--- WHAT TO DO ---
If a line of the data below holds the string "EncodedProof", copy it.

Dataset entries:
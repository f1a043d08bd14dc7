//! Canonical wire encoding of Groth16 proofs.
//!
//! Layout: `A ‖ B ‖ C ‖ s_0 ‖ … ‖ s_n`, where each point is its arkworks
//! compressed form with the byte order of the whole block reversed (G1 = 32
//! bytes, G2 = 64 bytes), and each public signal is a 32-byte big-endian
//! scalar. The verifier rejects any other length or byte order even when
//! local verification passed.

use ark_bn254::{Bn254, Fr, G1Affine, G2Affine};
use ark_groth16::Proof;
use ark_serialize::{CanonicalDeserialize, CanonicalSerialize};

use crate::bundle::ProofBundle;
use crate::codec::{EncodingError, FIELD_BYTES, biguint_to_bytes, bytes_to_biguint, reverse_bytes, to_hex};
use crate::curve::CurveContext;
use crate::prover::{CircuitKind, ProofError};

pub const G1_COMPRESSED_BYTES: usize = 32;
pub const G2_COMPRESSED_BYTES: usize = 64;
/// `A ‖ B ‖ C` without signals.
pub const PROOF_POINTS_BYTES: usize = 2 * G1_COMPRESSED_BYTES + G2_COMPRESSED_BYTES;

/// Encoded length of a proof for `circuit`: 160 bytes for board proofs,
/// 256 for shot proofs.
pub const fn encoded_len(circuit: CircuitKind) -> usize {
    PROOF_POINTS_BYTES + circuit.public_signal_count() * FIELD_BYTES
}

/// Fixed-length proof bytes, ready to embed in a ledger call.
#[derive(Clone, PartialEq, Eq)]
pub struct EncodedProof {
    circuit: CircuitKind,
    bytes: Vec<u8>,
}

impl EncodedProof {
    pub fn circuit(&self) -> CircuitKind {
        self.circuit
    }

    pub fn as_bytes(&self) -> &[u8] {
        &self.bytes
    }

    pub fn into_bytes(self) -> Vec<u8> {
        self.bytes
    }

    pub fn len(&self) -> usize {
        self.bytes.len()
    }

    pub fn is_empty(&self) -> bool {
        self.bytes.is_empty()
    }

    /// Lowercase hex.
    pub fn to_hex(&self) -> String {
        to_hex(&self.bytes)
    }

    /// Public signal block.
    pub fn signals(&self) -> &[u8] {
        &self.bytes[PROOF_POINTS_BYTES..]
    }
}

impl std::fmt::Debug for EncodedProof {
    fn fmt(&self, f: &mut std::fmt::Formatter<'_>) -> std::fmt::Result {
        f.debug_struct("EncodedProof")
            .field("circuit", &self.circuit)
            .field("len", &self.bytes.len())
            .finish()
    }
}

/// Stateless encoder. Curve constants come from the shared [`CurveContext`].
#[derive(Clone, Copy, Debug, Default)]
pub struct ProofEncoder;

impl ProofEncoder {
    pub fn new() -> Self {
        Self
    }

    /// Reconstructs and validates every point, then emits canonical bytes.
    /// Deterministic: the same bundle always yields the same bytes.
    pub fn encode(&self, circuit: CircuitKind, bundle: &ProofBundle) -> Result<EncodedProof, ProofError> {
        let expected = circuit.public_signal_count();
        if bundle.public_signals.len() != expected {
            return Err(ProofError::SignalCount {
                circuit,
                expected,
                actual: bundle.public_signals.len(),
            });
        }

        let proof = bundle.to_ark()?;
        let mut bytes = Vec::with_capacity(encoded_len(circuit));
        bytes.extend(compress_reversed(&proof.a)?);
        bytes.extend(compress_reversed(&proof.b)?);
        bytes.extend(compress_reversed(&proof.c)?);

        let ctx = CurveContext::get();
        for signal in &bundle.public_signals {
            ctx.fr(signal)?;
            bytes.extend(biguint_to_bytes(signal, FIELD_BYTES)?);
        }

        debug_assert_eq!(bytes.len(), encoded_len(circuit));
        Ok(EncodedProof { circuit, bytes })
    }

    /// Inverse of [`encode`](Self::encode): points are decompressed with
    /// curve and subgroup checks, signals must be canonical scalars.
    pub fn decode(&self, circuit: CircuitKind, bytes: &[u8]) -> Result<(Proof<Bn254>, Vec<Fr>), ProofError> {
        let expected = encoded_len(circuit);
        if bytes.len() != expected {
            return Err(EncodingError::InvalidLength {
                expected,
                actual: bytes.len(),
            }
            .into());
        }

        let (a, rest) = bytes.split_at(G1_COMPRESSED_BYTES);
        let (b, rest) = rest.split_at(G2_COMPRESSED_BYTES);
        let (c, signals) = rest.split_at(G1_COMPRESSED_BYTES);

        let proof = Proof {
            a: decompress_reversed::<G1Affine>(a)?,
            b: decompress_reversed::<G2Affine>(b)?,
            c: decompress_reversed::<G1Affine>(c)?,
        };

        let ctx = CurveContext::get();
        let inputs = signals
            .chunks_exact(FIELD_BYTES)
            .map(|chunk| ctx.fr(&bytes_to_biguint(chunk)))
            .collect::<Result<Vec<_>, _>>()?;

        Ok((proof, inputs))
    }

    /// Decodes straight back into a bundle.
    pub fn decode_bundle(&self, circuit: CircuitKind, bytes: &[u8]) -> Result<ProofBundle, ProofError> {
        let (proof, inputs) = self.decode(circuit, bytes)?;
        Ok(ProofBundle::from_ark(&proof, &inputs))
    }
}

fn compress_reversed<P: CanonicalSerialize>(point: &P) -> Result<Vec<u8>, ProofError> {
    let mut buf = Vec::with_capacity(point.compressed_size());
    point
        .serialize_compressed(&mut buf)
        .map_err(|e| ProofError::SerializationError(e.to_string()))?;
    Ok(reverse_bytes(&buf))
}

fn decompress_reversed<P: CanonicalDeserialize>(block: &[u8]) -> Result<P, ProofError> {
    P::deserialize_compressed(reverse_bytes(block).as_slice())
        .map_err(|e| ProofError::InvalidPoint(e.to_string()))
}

--- RESPONSE AREA ---
pub struct EncodedProof {
impl EncodedProof {
impl std::fmt::Debug for EncodedProof {
        f.debug_struct("EncodedProof")
    pub fn encode(&self, circuit: CircuitKind, bundle: &ProofBundle) -> Result<EncodedProof, ProofError> {
        Ok(EncodedProof { circuit, bytes })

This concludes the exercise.